Of course, every sister reading this is asking, how dare he?! Unfortunately, this man was not alone. I have heard this (often) from love coaching clients.
Homeboy didn’t see me a few years earlier.
When my marriage ended I was woeful — and mad as hell. My heart was shattered. I was in real emotional pain and saw no way out. It felt like it was me against the world. I didn’t go as far as declaring that I didn’t need a man, but I proceeded as if ‘I could do bad by myself’ and ended up hurting others.
So, hell yeah, I was angry. I am also black, a woman and human.
Hollywood tries to stereotype us as an angry black monolith. Our dignified first lady can barely look down at her nails without folks calling it an eye roll.
So what happens when we are angry, black and bitter. Often nothing. We heap hurt on top of pain on top of heartbreak. We lead with our righteous scabs, unable to let love out — or in. We either attract men who are vibrating at the same low level of energy or we can’t accept those coming to us with something different.
When anger is your shield it becomes a wall. This looks different depending on who’s experiencing it. Some women are pissed at the world. Others turn the anger inward as depression.
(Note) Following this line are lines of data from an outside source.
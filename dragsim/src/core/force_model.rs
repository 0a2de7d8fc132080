use crate::core::vehicle::VehicleParameters;

pub const RHO_AIR: f64 = 1.225; // (kg/m3) air density at sea level
pub const G_ACCEL: f64 = 9.81; // (m/s2) gravitational acceleration

/// Default velocity floor used when dividing wheel power by speed. This is a tuning
/// constant standing in for launch behavior, not a physical law, and is therefore
/// exposed as a race parameter.
pub const V_FLOOR_DEFAULT: f64 = 0.5;

/// * `accel` - (m/s2) Net longitudinal acceleration during the step
/// * `f_tractive` - (N) Forward force delivered to the road, min of power and traction limit
/// * `f_drag` - (N) Aerodynamic drag
/// * `f_roll` - (N) Rolling resistance
#[derive(Debug, Clone, Copy)]
pub struct ForceBreakdown {
    pub accel: f64,
    pub f_tractive: f64,
    pub f_drag: f64,
    pub f_roll: f64,
}

/// step_vehicle advances one vehicle by a single timestep and returns the new velocity,
/// the new position, and the force breakdown. Deterministic and side-effect free.
///
/// Force balance (all in N):
///   F_drag = 0.5 * rho * Cd * A * v^2
///   F_roll = Crr * m * g
///   F_power = P_wheel / max(v, v_floor)
///   F_traction_limit = mu * m * g
///   F_tractive = min(F_power, F_traction_limit)
///
/// The vehicle is traction-limited at low speed and power-limited at high speed. The
/// velocity update is floored at zero (no reverse motion), and the position update uses
/// the already-updated velocity (semi-implicit Euler). The caller is responsible for
/// capping the new velocity at the vehicle's top speed.
pub fn step_vehicle(
    pars: &VehicleParameters,
    velocity: f64,
    position: f64,
    dt: f64,
    v_floor: f64,
) -> (f64, f64, ForceBreakdown) {
    let f_drag = 0.5 * RHO_AIR * pars.c_drag * pars.frontal_area * velocity * velocity;
    let f_roll = pars.c_roll * pars.mass * G_ACCEL;

    // near standstill P/v blows up, but the traction limit caps the result
    let f_power = pars.p_wheel / velocity.max(v_floor);
    let f_traction_limit = pars.mu * pars.mass * G_ACCEL;
    let f_tractive = f_power.min(f_traction_limit);

    let f_net = f_tractive - f_drag - f_roll;
    let accel = f_net / pars.mass;

    let v_new = (velocity + accel * dt).max(0.0);
    let pos_new = position + v_new * dt;

    (
        v_new,
        pos_new,
        ForceBreakdown {
            accel,
            f_tractive,
            f_drag,
            f_roll,
        },
    )
}
use crate::core::force_model::{step_vehicle, V_FLOOR_DEFAULT};
use crate::core::vehicle::{VehicleParameters, VehicleState};
use crate::post::race_result::{resolve, RaceResult, VehicleResult};
use serde::Deserialize;

/// (m) Quarter mile.
pub const TRACK_LENGTH: f64 = 402.336;

/// * `timestep_size` - (s) Fixed physics timestep
/// * `sample_interval` - (-) Number of timesteps between two emitted samples; purely a
/// presentation cadence, the physics always advances at `timestep_size`
/// * `max_racetime` - (s) Safety cap that forces termination even if neither vehicle
/// reaches the finish line (possible with degenerate zero-power inputs)
/// * `v_floor` - (m/s) Velocity floor used when dividing wheel power by speed
#[derive(Debug, Deserialize, Clone)]
#[serde(default)]
pub struct RacePars {
    pub timestep_size: f64,
    pub sample_interval: u32,
    pub max_racetime: f64,
    pub v_floor: f64,
}

impl Default for RacePars {
    fn default() -> Self {
        RacePars {
            timestep_size: 0.075,
            sample_interval: 4,
            max_racetime: 30.0,
            v_floor: V_FLOOR_DEFAULT,
        }
    }
}

/// RaceStatus is the state machine of a race: it starts Running and transitions to
/// Finished exactly once, either at the finish line or at the safety cap.
#[derive(Debug, Clone, Copy, PartialEq)]
pub enum RaceStatus {
    Running,
    Finished,
}

/// RaceSample is a snapshot taken on the sample cadence: the shared race clock plus
/// position and velocity of both vehicles. Samples are append-only and never mutated.
#[derive(Debug, Clone, Copy)]
pub struct RaceSample {
    pub racetime: f64,
    pub positions: [f64; 2],
    pub velocities: [f64; 2],
}

/// Race owns the simulation state of a head-to-head quarter-mile run: the immutable
/// parameter records of both vehicles, their mutable states, the shared clock, and the
/// emitted sample sequence. It is a step function driven by a caller-controlled loop and
/// performs no pacing or I/O of its own.
#[derive(Debug)]
pub struct Race {
    pub timestep_size: f64,
    pub cur_racetime: f64,
    pub track_length: f64,
    pub status: RaceStatus,
    pub pars: [VehicleParameters; 2],
    pub states: [VehicleState; 2],
    pub samples: Vec<RaceSample>,
    sample_interval: u32,
    max_racetime: f64,
    v_floor: f64,
    step_count: u64,
}

impl Race {
    pub fn new(pars1: VehicleParameters, pars2: VehicleParameters, race_pars: &RacePars) -> Race {
        Race {
            timestep_size: race_pars.timestep_size,
            cur_racetime: 0.0,
            track_length: TRACK_LENGTH,
            status: RaceStatus::Running,
            pars: [pars1, pars2],
            states: [VehicleState::default(), VehicleState::default()],
            samples: Vec::new(),
            sample_interval: race_pars.sample_interval.max(1),
            max_racetime: race_pars.max_racetime,
            v_floor: race_pars.v_floor,
            step_count: 0,
        }
    }

    // ---------------------------------------------------------------------------------------------
    // MAIN METHOD ---------------------------------------------------------------------------------
    // ---------------------------------------------------------------------------------------------

    /// simulate_timestep advances both vehicles by one fixed timestep, emits a sample on
    /// the sample cadence, and checks the termination conditions. Calling it on a
    /// finished race is a no-op.
    pub fn simulate_timestep(&mut self) {
        if self.status == RaceStatus::Finished {
            return;
        }

        // increment discretization variables
        self.cur_racetime += self.timestep_size;
        self.step_count += 1;

        // advance both vehicles in lockstep, velocities capped at each top speed
        for i in 0..2 {
            let (v_new, pos_new, _) = step_vehicle(
                &self.pars[i],
                self.states[i].velocity,
                self.states[i].position,
                self.timestep_size,
                self.v_floor,
            );
            self.states[i].velocity = v_new.min(self.pars[i].top_speed);
            self.states[i].position = pos_new;
        }

        // termination is evaluated every tick, not just on sample ticks
        let finish_line_reached = self.states.iter().any(|s| s.position >= self.track_length);
        let cap_reached = self.cur_racetime >= self.max_racetime;

        if finish_line_reached || cap_reached {
            self.status = RaceStatus::Finished;
            self.push_sample();
        } else if self.step_count % self.sample_interval as u64 == 0 {
            self.push_sample();
        }
    }

    // ---------------------------------------------------------------------------------------------
    // METHODS (HELPERS) ---------------------------------------------------------------------------
    // ---------------------------------------------------------------------------------------------

    fn push_sample(&mut self) {
        self.samples.push(RaceSample {
            racetime: self.cur_racetime,
            positions: [self.states[0].position, self.states[1].position],
            velocities: [self.states[0].velocity, self.states[1].velocity],
        });
    }

    pub fn get_finished(&self) -> bool {
        self.status == RaceStatus::Finished
    }

    /// get_race_result resolves the winner from the terminal states. Meaningful once the
    /// race is finished; calling it earlier resolves the standings so far.
    pub fn get_race_result(&self) -> RaceResult {
        let [final1, final2] = [0, 1].map(|i| VehicleResult {
            name: self.pars[i].name.to_owned(),
            position: self.states[i].position,
            velocity: self.states[i].velocity,
            finished: false, // derived by the resolver from the track length
        });

        resolve(final1, final2, self.track_length, self.cur_racetime)
    }
}

#[cfg(test)]
mod tests {
    use super::*;
    use crate::core::vehicle::{VehicleStats, MPH_TO_MPS};
    use crate::post::race_result::RaceOutcome;

    fn stats(name: &str, hp: f64, weight_lbs: f64, top_speed_mph: f64, zero_to_60: f64) -> VehicleStats {
        VehicleStats {
            name: name.to_string(),
            horsepower: hp,
            weight_lbs,
            top_speed_mph,
            zero_to_60,
        }
    }

    fn run_race(stats1: &VehicleStats, stats2: &VehicleStats) -> Race {
        let mut race = Race::new(
            VehicleParameters::estimate(stats1),
            VehicleParameters::estimate(stats2),
            &RacePars::default(),
        );
        while !race.get_finished() {
            race.simulate_timestep();
        }
        race
    }

    #[test]
    fn test_faster_car_wins_quarter_mile() {
        // worked scenario: Car A clearly outruns Car B
        let race = run_race(
            &stats("Car A", 500.0, 3000.0, 200.0, 3.0),
            &stats("Car B", 300.0, 3500.0, 150.0, 5.0),
        );
        let result = race.get_race_result();

        assert_eq!(result.outcome, RaceOutcome::Winner(0));
        assert_eq!(result.winner_name(), Some("Car A"));
        assert!(result.vehicle_results[0].finished);
        assert!(result.vehicle_results[0].position >= TRACK_LENGTH);
        assert!(result.racetime < 30.0);

        // final velocities stay within each published top speed
        assert!(result.vehicle_results[0].velocity <= 200.0 * MPH_TO_MPS);
        assert!(result.vehicle_results[1].velocity <= 150.0 * MPH_TO_MPS);
    }

    #[test]
    fn test_positions_monotone_and_velocity_capped() {
        let race = run_race(
            &stats("Car A", 500.0, 3000.0, 200.0, 3.0),
            &stats("Car B", 300.0, 3500.0, 150.0, 5.0),
        );
        let top_speeds = [race.pars[0].top_speed, race.pars[1].top_speed];

        for i in 0..2 {
            let mut prev_pos = 0.0;
            for sample in race.samples.iter() {
                assert!(sample.positions[i] >= prev_pos);
                assert!(sample.velocities[i] <= top_speeds[i] + 1e-12);
                prev_pos = sample.positions[i];
            }
        }
    }

    #[test]
    fn test_sample_cadence_does_not_affect_physics() {
        let stats1 = stats("Car A", 500.0, 3000.0, 200.0, 3.0);
        let stats2 = stats("Car B", 300.0, 3500.0, 150.0, 5.0);

        let mut pars_dense = RacePars::default();
        pars_dense.sample_interval = 1;
        let mut race_dense = Race::new(
            VehicleParameters::estimate(&stats1),
            VehicleParameters::estimate(&stats2),
            &pars_dense,
        );
        while !race_dense.get_finished() {
            race_dense.simulate_timestep();
        }

        let race_sparse = run_race(&stats1, &stats2);
        assert_eq!(race_dense.get_race_result(), race_sparse.get_race_result());
    }

    #[test]
    fn test_symmetric_inputs_are_a_dead_heat() {
        let stats1 = stats("Twin 1", 450.0, 3100.0, 190.0, 3.5);
        let stats2 = stats("Twin 2", 450.0, 3100.0, 190.0, 3.5);
        let race = run_race(&stats1, &stats2);

        for sample in race.samples.iter() {
            assert_eq!(sample.positions[0], sample.positions[1]);
            assert_eq!(sample.velocities[0], sample.velocities[1]);
        }
        assert_eq!(race.get_race_result().outcome, RaceOutcome::DeadHeat);
    }

    #[test]
    fn test_zero_power_race_terminates_at_safety_cap() {
        let race = run_race(
            &stats("Brick 1", 0.0, 4000.0, 0.0, 0.0),
            &stats("Brick 2", 0.0, 4500.0, 0.0, 0.0),
        );
        let result = race.get_race_result();
        assert!(race.get_finished());
        assert!(result.racetime >= 30.0 - 1e-9);
        assert!(!result.vehicle_results[0].finished);
        assert!(!result.vehicle_results[1].finished);
    }

    #[test]
    fn test_rerun_yields_identical_result() {
        let stats1 = stats("Car A", 500.0, 3000.0, 200.0, 3.0);
        let stats2 = stats("Car B", 300.0, 3500.0, 150.0, 5.0);
        let result_a = run_race(&stats1, &stats2).get_race_result();
        let result_b = run_race(&stats1, &stats2).get_race_result();
        assert_eq!(result_a, result_b);
    }

    #[test]
    fn test_finished_race_ignores_further_steps() {
        let mut race = run_race(
            &stats("Car A", 500.0, 3000.0, 200.0, 3.0),
            &stats("Car B", 300.0, 3500.0, 150.0, 5.0),
        );
        let result = race.get_race_result();
        race.simulate_timestep();
        assert_eq!(race.get_race_result(), result);
    }

    #[test]
    fn test_sample_spacing_matches_interval() {
        let race = run_race(
            &stats("Car A", 500.0, 3000.0, 200.0, 3.0),
            &stats("Car B", 300.0, 3500.0, 150.0, 5.0),
        );
        let dt = race.timestep_size;
        // all but the terminal sample sit on the 4-tick cadence
        for pair in race.samples.windows(2).rev().skip(1) {
            approx::assert_relative_eq!(pair[1].racetime - pair[0].racetime, 4.0 * dt, epsilon = 1e-9);
        }
    }
}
We live it as chronic stress and anxiety or try to stuff it down with food, drugs, sex, alcohol and even religion.
After I noticed this very real trauma in enough of my relationship coaching clients I gave it a name: “PTLD, Post Traumatic Love Disorder.” Soldiers as well as assault and rape victims experience PTSD, Post Traumatic Stress Disorder, a normal reaction after surviving the traumatic ravages of life-changing war.
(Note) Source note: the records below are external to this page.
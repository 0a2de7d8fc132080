use crate::core::race::{Race, RacePars};
use crate::core::vehicle::{VehicleParameters, VehicleStats};
use crate::interfaces::live_interface::{LiveState, VehicleLiveState, MAX_LIVE_UPDATE_FREQUENCY};
use crate::post::race_result::RaceResult;
use anyhow::Context;
use flume::Sender;
use std::thread::sleep;
use std::time::{Duration, Instant};

/// handle_race estimates the vehicle parameters, creates and simulates a race, and
/// returns the result for post-processing. If a sender is inserted, the race is run in
/// real-time (scaled by `realtime_factor`) and every emitted sample is streamed to the
/// presentation consumer, followed by one final message carrying the result. Pacing is
/// purely a presentation concern: the physics advances at the fixed timestep either way.
pub fn handle_race(
    stats1: &VehicleStats,
    stats2: &VehicleStats,
    race_pars: &RacePars,
    print_debug: bool,
    tx: Option<&Sender<LiveState>>,
    realtime_factor: f64,
) -> anyhow::Result<RaceResult> {
    let mut race = Race::new(
        VehicleParameters::estimate(stats1),
        VehicleParameters::estimate(stats2),
        race_pars,
    );

    if print_debug {
        for pars in race.pars.iter() {
            println!(
                "DEBUG: {} - mass {:.1}kg, wheel power {:.0}W, frontal area {:.2}m2, mu {:.3}",
                pars.name, pars.mass, pars.p_wheel, pars.frontal_area, pars.mu
            );
        }
    }

    // check if sender was inserted -> in that case simulate in real-time
    let sim_realtime = tx.is_some();
    if !sim_realtime {
        let mut t_race_update_print = 0.0;
        while !race.get_finished() {
            race.simulate_timestep();
            if print_debug && race.cur_racetime > t_race_update_print + 0.9999 {
                println!(
                    "INFO: Simulating... current race time is {:.3}s, leader at {:.1}m",
                    race.cur_racetime,
                    race.states[0].position.max(race.states[1].position)
                );
                t_race_update_print = race.cur_racetime;
            }
        }
    } else {
        let tx = tx.unwrap();
        let mut no_sent_samples = 0;
        let mut t_race_update_live = f64::NEG_INFINITY;

        while !race.get_finished() {
            let t_start = Instant::now();
            race.simulate_timestep();

            // forward newly emitted samples to the consumer, throttled so that a very
            // small timestep cannot flood the channel
            while no_sent_samples < race.samples.len() {
                let sample = &race.samples[no_sent_samples];
                no_sent_samples += 1;
                if sample.racetime < t_race_update_live + 1.0 / MAX_LIVE_UPDATE_FREQUENCY - 0.001
                    && !race.get_finished()
                {
                    continue;
                }
                t_race_update_live = sample.racetime;
                let live_state = LiveState {
                    racetime: sample.racetime,
                    track_length: race.track_length,
                    vehicle_states: race
                        .pars
                        .iter()
                        .enumerate()
                        .map(|(i, pars)| VehicleLiveState {
                            name: pars.name.to_owned(),
                            position: sample.positions[i],
                            velocity: sample.velocities[i],
                        })
                        .collect(),
                    final_result: None,
                };
                tx.send(live_state)
                    .context("Failed to send live race state!")?;
            }

            // sleep until the timestep is finished in real-time as well (calculation in ms)
            let t_sleep = (race.timestep_size * 1000.0 / realtime_factor) as i64
                - t_start.elapsed().as_millis() as i64;

            if t_sleep > 0 {
                sleep(Duration::from_millis(t_sleep as u64));
            } else {
                println!("WARNING: Could not keep up with real-time!")
            }
        }

        // after the real-time loop finishes, send the final result once
        let result = race.get_race_result();
        let final_msg = LiveState {
            racetime: result.racetime,
            track_length: race.track_length,
            vehicle_states: Vec::new(),
            final_result: Some(result),
        };
        tx.send(final_msg)
            .context("Failed to send final race result!")?;
    }

    // return race result
    Ok(race.get_race_result())
}

#[cfg(test)]
mod tests {
    use super::*;
    use crate::post::race_result::RaceOutcome;

    fn stats(name: &str, hp: f64, weight_lbs: f64, top_speed_mph: f64, zero_to_60: f64) -> VehicleStats {
        VehicleStats {
            name: name.to_string(),
            horsepower: hp,
            weight_lbs,
            top_speed_mph,
            zero_to_60,
        }
    }

    #[test]
    fn test_batch_mode_returns_result() {
        let result = handle_race(
            &stats("Car A", 500.0, 3000.0, 200.0, 3.0),
            &stats("Car B", 300.0, 3500.0, 150.0, 5.0),
            &RacePars::default(),
            false,
            None,
            1.0,
        )
        .unwrap();
        assert_eq!(result.outcome, RaceOutcome::Winner(0));
    }

    #[test]
    fn test_realtime_mode_streams_samples_and_final_result() {
        let (tx, rx) = flume::unbounded();
        // large factor so the test does not actually wait out the race
        let result = handle_race(
            &stats("Car A", 500.0, 3000.0, 200.0, 3.0),
            &stats("Car B", 300.0, 3500.0, 150.0, 5.0),
            &RacePars::default(),
            false,
            Some(&tx),
            1000.0,
        )
        .unwrap();
        drop(tx);

        let messages: Vec<_> = rx.into_iter().collect();
        assert!(messages.len() > 2);

        // all but the last message are samples with both vehicles present
        for msg in &messages[..messages.len() - 1] {
            assert!(msg.final_result.is_none());
            assert_eq!(msg.vehicle_states.len(), 2);
        }
        let final_msg = messages.last().unwrap();
        assert_eq!(final_msg.final_result.as_ref(), Some(&result));
    }
}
PTLD occurs after a devastating love event, an incident that may trigger childhood issues. We feel betrayed, broken or abandoned. Then we take this energy forward, living and dating like love zombies and the walking wounded.
So how do you heal for the sake of your spirit and future relationships?
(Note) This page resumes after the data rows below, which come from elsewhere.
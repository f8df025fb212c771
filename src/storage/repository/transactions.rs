// SPDX-License-Identifier: AGPL-3.0-or-later
//
// Copyright (C) 2026 Relational Network

//! Traced on-chain transactions attached to cases.
//!
//! Transactions are unique per `(blockchain, tx_hash)`. They are not
//! audited, but each insert adds a case timeline entry.

use chrono::{DateTime, Utc};
use redb::WriteTransaction;
use serde::{Deserialize, Serialize};
use utoipa::{IntoParams, ToSchema};

use super::super::audit::AuditContext;
use super::super::database::{
    all_json, claim_unique, ensure_exists, put_json, require_json, Database, Page, Pagination,
    Record, StorageError, StorageResult, CASES, TRANSACTIONS, TX_HASHES,
};
use super::timeline::{append_event, NewTimelineEvent, TimelineEventType};
use crate::models::{limit_text, normalize_currency, Blockchain};

#[derive(Debug, Clone, Serialize, Deserialize, ToSchema)]
pub struct TracedTransaction {
    pub id: String,
    pub case_id: String,
    pub tx_hash: String,
    pub blockchain: Blockchain,
    pub from_address: String,
    pub to_address: String,
    pub amount: f64,
    pub currency: String,
    pub occurred_at: DateTime<Utc>,
    #[serde(skip_serializing_if = "Option::is_none")]
    pub block_number: Option<u64>,
    pub is_suspicious: bool,
    #[serde(skip_serializing_if = "Option::is_none")]
    pub notes: Option<String>,
    pub created_by: Option<String>,
    pub created_at: DateTime<Utc>,
    pub updated_at: DateTime<Utc>,
}

impl Record for TracedTransaction {
    fn id(&self) -> &str {
        &self.id
    }
}

impl TracedTransaction {
    pub fn involves(&self, address: &str) -> bool {
        self.from_address == address || self.to_address == address
    }
}

#[derive(Debug, Clone, Deserialize, ToSchema)]
pub struct NewTransaction {
    pub case_id: String,
    pub tx_hash: String,
    pub blockchain: Blockchain,
    pub from_address: String,
    pub to_address: String,
    pub amount: f64,
    /// Defaults to the chain's native asset.
    #[serde(default)]
    pub currency: Option<String>,
    pub occurred_at: DateTime<Utc>,
    #[serde(default)]
    pub block_number: Option<u64>,
    #[serde(default)]
    pub is_suspicious: bool,
    #[serde(default)]
    pub notes: Option<String>,
}

#[derive(Debug, Clone, Default, Deserialize, ToSchema)]
pub struct TransactionPatch {
    pub is_suspicious: Option<bool>,
    pub notes: Option<String>,
}

#[derive(Debug, Clone, Default, Deserialize, IntoParams)]
pub struct TransactionFilter {
    pub case_id: Option<String>,
    pub blockchain: Option<Blockchain>,
    /// Matches either side of the transfer.
    pub address: Option<String>,
    pub suspicious: Option<bool>,
}

fn hash_key(blockchain: Blockchain, tx_hash: &str) -> String {
    format!("{}:{}", blockchain.as_str(), tx_hash)
}

/// Set `is_suspicious` on the given rows inside a write transaction.
///
/// Returns how many rows actually changed.
pub(crate) fn flag_suspicious(
    txn: &WriteTransaction,
    ids: &[String],
    now: DateTime<Utc>,
) -> StorageResult<usize> {
    let mut changed = 0;
    for id in ids {
        let mut tx: TracedTransaction = require_json(txn, TRANSACTIONS, id, "transaction")?;
        if !tx.is_suspicious {
            tx.is_suspicious = true;
            tx.updated_at = now;
            put_json(txn, TRANSACTIONS, &tx)?;
            changed += 1;
        }
    }
    Ok(changed)
}

/// Rows of one case inside a write transaction, oldest first.
pub(crate) fn case_transactions(
    txn: &WriteTransaction,
    case_id: &str,
) -> StorageResult<Vec<TracedTransaction>> {
    let table = txn.open_table(TRANSACTIONS)?;
    let mut rows: Vec<TracedTransaction> = all_json(&table)?;
    rows.retain(|t| t.case_id == case_id);
    rows.sort_by(|a, b| a.occurred_at.cmp(&b.occurred_at));
    Ok(rows)
}

pub struct TransactionRepository<'a> {
    db: &'a Database,
}

impl<'a> TransactionRepository<'a> {
    pub fn new(db: &'a Database) -> Self {
        Self { db }
    }

    pub fn get(&self, id: &str) -> StorageResult<TracedTransaction> {
        self.db
            .fetch(TRANSACTIONS, id)?
            .ok_or_else(|| StorageError::NotFound(format!("transaction {id}")))
    }

    /// Most recent transfer first.
    pub fn list(&self, filter: &TransactionFilter, pagination: Pagination) -> StorageResult<Page<TracedTransaction>> {
        let address = filter.address.as_deref().map(str::trim);
        let mut rows: Vec<TracedTransaction> = self.db.fetch_all(TRANSACTIONS)?;
        rows.retain(|t| {
            filter.case_id.as_deref().is_none_or(|c| t.case_id == c)
                && filter.blockchain.is_none_or(|b| t.blockchain == b)
                && filter.suspicious.is_none_or(|s| t.is_suspicious == s)
                && address.is_none_or(|a| {
                    t.from_address.eq_ignore_ascii_case(a) || t.to_address.eq_ignore_ascii_case(a)
                })
        });
        rows.sort_by(|a, b| b.occurred_at.cmp(&a.occurred_at));
        Ok(Page::from_vec(rows, pagination))
    }

    /// Oldest first.
    pub fn for_case(&self, case_id: &str) -> StorageResult<Vec<TracedTransaction>> {
        let mut rows: Vec<TracedTransaction> = self.db.fetch_all(TRANSACTIONS)?;
        rows.retain(|t| t.case_id == case_id);
        rows.sort_by(|a, b| a.occurred_at.cmp(&b.occurred_at));
        Ok(rows)
    }

    /// Transfers touching a normalized address on one chain, most recent first.
    pub fn for_address(
        &self,
        blockchain: Blockchain,
        address: &str,
        pagination: Pagination,
    ) -> StorageResult<Page<TracedTransaction>> {
        let mut rows: Vec<TracedTransaction> = self.db.fetch_all(TRANSACTIONS)?;
        rows.retain(|t| t.blockchain == blockchain && t.involves(address));
        rows.sort_by(|a, b| b.occurred_at.cmp(&a.occurred_at));
        Ok(Page::from_vec(rows, pagination))
    }

    pub fn all(&self) -> StorageResult<Vec<TracedTransaction>> {
        self.db.fetch_all(TRANSACTIONS)
    }

    pub fn create(&self, ctx: &AuditContext, new: NewTransaction) -> StorageResult<TracedTransaction> {
        let chain = new.blockchain;
        let tx_hash = chain.normalize_tx_hash(&new.tx_hash).map_err(StorageError::Validation)?;
        let from_address = chain
            .normalize_address(&new.from_address)
            .map_err(|e| StorageError::Validation(format!("from_address: {e}")))?;
        let to_address = chain
            .normalize_address(&new.to_address)
            .map_err(|e| StorageError::Validation(format!("to_address: {e}")))?;
        if !new.amount.is_finite() || new.amount <= 0.0 {
            return Err(StorageError::Validation("amount must be greater than zero".to_string()));
        }
        let currency = match new.currency.as_deref().or(chain.native_currency()) {
            Some(code) => normalize_currency(code).map_err(StorageError::Validation)?,
            None => return Err(StorageError::Validation("currency is required".to_string())),
        };
        limit_text("notes", new.notes.as_deref(), 5_000).map_err(StorageError::Validation)?;

        let now = Utc::now();
        let tx = TracedTransaction {
            id: uuid::Uuid::new_v4().to_string(),
            case_id: new.case_id,
            tx_hash,
            blockchain: chain,
            from_address,
            to_address,
            amount: new.amount,
            currency,
            occurred_at: new.occurred_at,
            block_number: new.block_number,
            is_suspicious: new.is_suspicious,
            notes: new.notes,
            created_by: ctx.actor_user_id.clone(),
            created_at: now,
            updated_at: now,
        };

        self.db.write(|txn| {
            ensure_exists(txn, CASES, &tx.case_id, "case")?;
            claim_unique(txn, TX_HASHES, &hash_key(tx.blockchain, &tx.tx_hash), &tx.id, "transaction")?;
            put_json(txn, TRANSACTIONS, &tx)?;
            append_event(
                txn,
                NewTimelineEvent {
                    case_id: tx.case_id.clone(),
                    event_type: TimelineEventType::TransactionAdded,
                    description: format!(
                        "Traced {} {} from {} to {}",
                        tx.amount, tx.currency, tx.from_address, tx.to_address
                    ),
                },
                ctx.actor(),
                None,
                now,
            )?;
            Ok(())
        })?;
        Ok(tx)
    }

    pub fn update(&self, id: &str, patch: TransactionPatch) -> StorageResult<TracedTransaction> {
        limit_text("notes", patch.notes.as_deref(), 5_000).map_err(StorageError::Validation)?;
        self.db.write(|txn| {
            let mut tx: TracedTransaction = require_json(txn, TRANSACTIONS, id, "transaction")?;
            if let Some(flag) = patch.is_suspicious {
                tx.is_suspicious = flag;
            }
            if let Some(notes) = patch.notes {
                tx.notes = Some(notes);
            }
            tx.updated_at = Utc::now();
            put_json(txn, TRANSACTIONS, &tx)?;
            Ok(tx)
        })
    }
}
Here’s how to move forward:
1. Learn how to feel your feelings.
We are terrified to really feel our feelings. We fear that if we lean into the anger, sadness, loneliness, that we’ll never make it out. I am asking you to have faith in Something Greater Than You that you will. If you’ve been through a devastating breakup you need to first grieve the loss. The pain is similar to drug withdrawal because the chemicals our bodies create in love are opiates. Cry, scream, yell, feel it out.
2. Practice extreme self care.
You have experienced a trauma. You need to get grounded, connected and back into your body. It takes time before a bombed out shell can be a bombshell again. Re-parent yourself. Your parents did the best they could but now it’s your turn. Practice self compassion with healthy eating, yoga, meditation or a new dance class.
3. Give yourself closure with forgiveness.
Healing takes time. You may not ever understand why a situation took place. It’s not your job to interpret someone else’s behavior. Your objective is getting back to being the best you. For your mental health you will (eventually) need to forgive anyone else involved. However, you need to first take responsibility for your choices in the situation and forgive yourself.
4. Choose connection over isolation.
Post Traumatic Love Disorder can feel like you’re in the middle of a tornado. If you focus only on your problems you will keep going around in the tornado. You have to see the outside to free yourself.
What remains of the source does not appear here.